Tuesday, May 19, 2009

Mockingbirds Can Recognize Individual Humans

Here comes another example of birds being smarter than popular culture recognizes. Northern Mockingbirds are able to distinguish whether an individual human is a likely threat based on its memory of that person's past behavior.

Mockingbirds are among the most common birds on the University of Florida campus in Gainesville, where they nest in trees and shrubs close to the ground. For the research, student volunteers walked up to the nests, reached through the foliage and gently touched the nests' edges, then walked away. The same volunteers repeated the same visits again the next day, and again for two more days. On the fifth day, however, different volunteers approached the nests. All told, 10 volunteers tested 24 nests at least five times last spring and summer, during the mockingbird nesting season....

On the third and fourth days, the birds flushed from their nests more rapidly each time the increasingly familiar students appeared -- even though the students took different paths toward the nests on successive days and wore different clothes. The birds also gave more alarm calls and flew more and aggressively each succeeding day, with some especially defensive birds even grazing intruders' heads -- not exactly deadly, but annoying, because the birds tend to hit the same spot repeatedly, Levey said.

And yet when different students approached the nests on the fifth day, the birds hardly ruffled their feathers, waiting to flush until last moment.
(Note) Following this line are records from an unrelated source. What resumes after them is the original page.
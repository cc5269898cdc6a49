//! Endpoint handlers for the status API.
//!
//! Every handler takes a config snapshot and evaluates the calendar at
//! the current instant; nothing is cached between requests.
//!
//! | Method | Path | Description |
//! |--------|------|-------------|
//! | `GET` | `/health` | Liveness probe |
//! | `GET` | `/api/year` | Current year, next rollover |
//! | `GET` | `/api/year/{year}` | Start and end of a year |
//! | `GET` | `/api/guard` | Daily-timer decision at this instant |

use std::sync::Arc;

use attu_core::calendar::YearPhase;
use attu_core::guard::{self, TriggerDecision};
use axum::Json;
use axum::extract::{Path, State};
use chrono::{DateTime, Utc};
use serde::Serialize;

use crate::error::StatusError;
use crate::state::StatusState;

/// Body of `GET /api/year`.
#[derive(Debug, Serialize)]
pub struct YearReport {
    /// The in-universe year in effect now.
    pub current_year: i64,
    /// Whole days since the epoch anchor.
    pub elapsed_days: i64,
    /// Real days per year.
    pub epoch_length: i64,
    /// Whether time is stopped.
    pub paused: bool,
    /// Years with a recorded anchor.
    pub recorded_years: i64,
    /// When the next year begins; absent while paused.
    pub next_rollover: Option<DateTime<Utc>>,
    /// Container build time, if known.
    pub build_time: Option<DateTime<Utc>>,
    /// Process start time.
    pub started_at: DateTime<Utc>,
}

/// Body of `GET /api/year/{year}`.
#[derive(Debug, Serialize)]
pub struct SpanReport {
    /// Requested year.
    pub year: i64,
    /// Past, current or projected.
    pub phase: YearPhase,
    /// When the year began.
    pub start: DateTime<Utc>,
    /// When the year ends; absent while paused.
    pub end: Option<DateTime<Utc>>,
    /// Length in whole days.
    pub duration_days: Option<i64>,
}

/// `GET /health`.
pub async fn health() -> &'static str {
    "ok"
}

/// `GET /api/year`.
pub async fn current_year(State(state): State<Arc<StatusState>>) -> Result<Json<YearReport>, StatusError> {
    let config = state.store.snapshot().await;
    let now = Utc::now();
    let status = state.calendar.status(now, &config.epoch)?;
    let next_rollover = state.calendar.next_rollover(now, &config.epoch)?;

    Ok(Json(YearReport {
        current_year: status.current_year,
        elapsed_days: status.elapsed_days,
        epoch_length: config.epoch.length,
        paused: config.epoch.paused,
        recorded_years: config.recorded_years(),
        next_rollover,
        build_time: state.build_time,
        started_at: state.started_at,
    }))
}

/// `GET /api/year/{year}`.
pub async fn year_span(
    State(state): State<Arc<StatusState>>,
    Path(year): Path<i64>,
) -> Result<Json<SpanReport>, StatusError> {
    let config = state.store.snapshot().await;
    let span = state
        .calendar
        .year_span(year, Utc::now(), &config.epoch, &config.timestamps)?;

    Ok(Json(SpanReport {
        year: span.year,
        phase: span.phase,
        start: span.start,
        end: span.end,
        duration_days: span.duration_days(),
    }))
}

/// `GET /api/guard`.
pub async fn guard(State(state): State<Arc<StatusState>>) -> Result<Json<TriggerDecision>, StatusError> {
    let config = state.store.snapshot().await;
    let decision = guard::evaluate(&state.calendar, Utc::now(), &config)?;
    Ok(Json(decision))
}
They also gave fewer alarm calls and attacked much less than on the previous day with the familiar intruder.

On a campus of 51,000-plus students, paths are filled with students walking back and forth from class all day every weekday -- so it's no stretch to say that thousands of different people come within a few feet of mockingbird nests during the breeding season.
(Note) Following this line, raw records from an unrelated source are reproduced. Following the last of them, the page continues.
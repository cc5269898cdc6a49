//! `MediaWiki` Action API client.
//!
//! Every call goes to one `api.php` endpoint with `format=json`. Login uses
//! a bot password: fetch a login token, post the credentials with it, then
//! keep the session cookie. Writes (edit, block) fetch a fresh CSRF token
//! first, since the token is tied to the session and may rotate.
//!
//! The API reports most failures with HTTP 200 and an `error` object in the
//! body; those surface as [`WikiError::Api`].

use attu_core::platform::{WikiClient, WikiError};
use serde_json::Value;
use tracing::{debug, info};

/// Endpoint of the Attu Project wiki.
pub const DEFAULT_API_ENDPOINT: &str = "https://wiki.attuproject.org/api.php";

/// Client for one `MediaWiki` installation.
#[derive(Debug, Clone)]
pub struct MediaWikiClient {
    client: reqwest::Client,
    endpoint: String,
}

impl MediaWikiClient {
    /// Create a client for the `api.php` at `endpoint`.
    ///
    /// # Errors
    ///
    /// Returns [`WikiError::Request`] if the HTTP client cannot be built.
    pub fn new(endpoint: impl Into<String>) -> Result<Self, WikiError> {
        let client = reqwest::Client::builder()
            .cookie_store(true)
            .user_agent(concat!("attu-bot/", env!("CARGO_PKG_VERSION")))
            .build()
            .map_err(|e| WikiError::Request {
                message: format!("failed to build HTTP client: {e}"),
            })?;
        Ok(Self {
            client,
            endpoint: endpoint.into(),
        })
    }

    /// The `api.php` URL this client talks to.
    pub fn endpoint(&self) -> &str {
        &self.endpoint
    }

    async fn get(&self, params: &[(&str, &str)]) -> Result<Value, WikiError> {
        let response = self
            .client
            .get(&self.endpoint)
            .query(params)
            .query(&[("format", "json")])
            .send()
            .await
            .map_err(request_failed)?;
        decode(response).await
    }

    async fn post(&self, form: &[(&str, &str)]) -> Result<Value, WikiError> {
        let mut fields = form.to_vec();
        fields.push(("format", "json"));
        let response = self
            .client
            .post(&self.endpoint)
            .form(&fields)
            .send()
            .await
            .map_err(request_failed)?;
        decode(response).await
    }

    async fn token(&self, kind: &str) -> Result<String, WikiError> {
        let json = self
            .get(&[("action", "query"), ("meta", "tokens"), ("type", kind)])
            .await?;
        let field = format!("{kind}token");
        json.get("query")
            .and_then(|q| q.get("tokens"))
            .and_then(|t| t.get(&field))
            .and_then(Value::as_str)
            .map(ToOwned::to_owned)
            .ok_or_else(|| WikiError::Decode {
                message: format!("response missing query.tokens.{field}"),
            })
    }
}

impl WikiClient for MediaWikiClient {
    async fn login(&self, user: &str, key: &str) -> Result<String, WikiError> {
        let login_token = self.token("login").await?;
        let json = self
            .post(&[
                ("action", "login"),
                ("lgname", user),
                ("lgpassword", key),
                ("lgtoken", &login_token),
            ])
            .await?;

        let login = json.get("login").ok_or_else(|| WikiError::Decode {
            message: "response missing login".to_owned(),
        })?;
        let result = login.get("result").and_then(Value::as_str).unwrap_or_default();
        if result != "Success" {
            let reason = login
                .get("reason")
                .and_then(Value::as_str)
                .unwrap_or(result)
                .to_owned();
            return Err(WikiError::Auth { reason });
        }

        info!(user, "logged in to wiki");
        self.token("csrf").await
    }

    async fn get_page_text(&self, title: &str) -> Result<String, WikiError> {
        let json = self
            .get(&[
                ("action", "parse"),
                ("page", title),
                ("prop", "wikitext"),
                ("formatversion", "2"),
            ])
            .await?;
        json.get("parse")
            .and_then(|p| p.get("wikitext"))
            .and_then(Value::as_str)
            .map(ToOwned::to_owned)
            .ok_or_else(|| WikiError::Decode {
                message: "response missing parse.wikitext".to_owned(),
            })
    }

    async fn edit_page(&self, title: &str, text: &str, summary: &str) -> Result<(), WikiError> {
        let csrf = self.token("csrf").await?;
        let json = self
            .post(&[
                ("action", "edit"),
                ("title", title),
                ("text", text),
                ("summary", summary),
                ("bot", "1"),
                ("minor", "1"),
                ("token", &csrf),
            ])
            .await?;
        let result = json
            .get("edit")
            .and_then(|e| e.get("result"))
            .and_then(Value::as_str);
        if result != Some("Success") {
            return Err(WikiError::Decode {
                message: format!("edit not applied: {json}"),
            });
        }
        debug!(title, summary, "wiki page edited");
        Ok(())
    }

    async fn block_user(&self, username: &str, reason: &str) -> Result<(), WikiError> {
        let csrf = self.token("csrf").await?;
        let json = self
            .post(&[
                ("action", "block"),
                ("user", username),
                ("expiry", "infinite"),
                ("reason", reason),
                ("token", &csrf),
            ])
            .await?;
        if json.get("block").is_none() {
            return Err(WikiError::Decode {
                message: format!("block not applied: {json}"),
            });
        }
        info!(username, "wiki user blocked");
        Ok(())
    }
}

fn request_failed(e: reqwest::Error) -> WikiError {
    WikiError::Request {
        message: e.to_string(),
    }
}

/// Check the status, parse the body, and surface API-level errors.
async fn decode(response: reqwest::Response) -> Result<Value, WikiError> {
    let status = response.status();
    if !status.is_success() {
        let body = response
            .text()
            .await
            .unwrap_or_else(|_| "unable to read error body".to_owned());
        return Err(WikiError::Status {
            status: status.as_u16(),
            body,
        });
    }

    let json: Value = response.json().await.map_err(|e| WikiError::Decode {
        message: format!("wiki response parse failed: {e}"),
    })?;

    if let Some(error) = json.get("error") {
        let field = |name: &str| {
            error
                .get(name)
                .and_then(Value::as_str)
                .unwrap_or_default()
                .to_owned()
        };
        return Err(WikiError::Api {
            code: field("code"),
            info: field("info"),
        });
    }

    Ok(json)
}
And yet, the mockingbirds in the study were clearly able to recognize and remember a single individual, based on just two brief negative encounters at their nest.
The authors suggest that the ability to remember and recognize specific individuals helps explain why mockingbirds are so successful at adapting to urban environments, like a major university campus. This certainly would give mockingbirds an edge over less perceptive species. The same would probably apply to other urban species as well. Starlings, for example, seem to be pretty smart, and corvids have proven themselves adept at using tools and trickery to obtain food.

However, I find myself less interested in the discovery's implications for urban ecology and more in what it says about our relationship with birds. According to the Florida study, this very common and familiar bird has intellectual capacities that no one seems to have noticed until now. Already this week, I have seen other cases of abilities going unnoticed, such as Pine Siskins mimicking other species and House Sparrows hawking insects. It makes me wonder what else we do not know.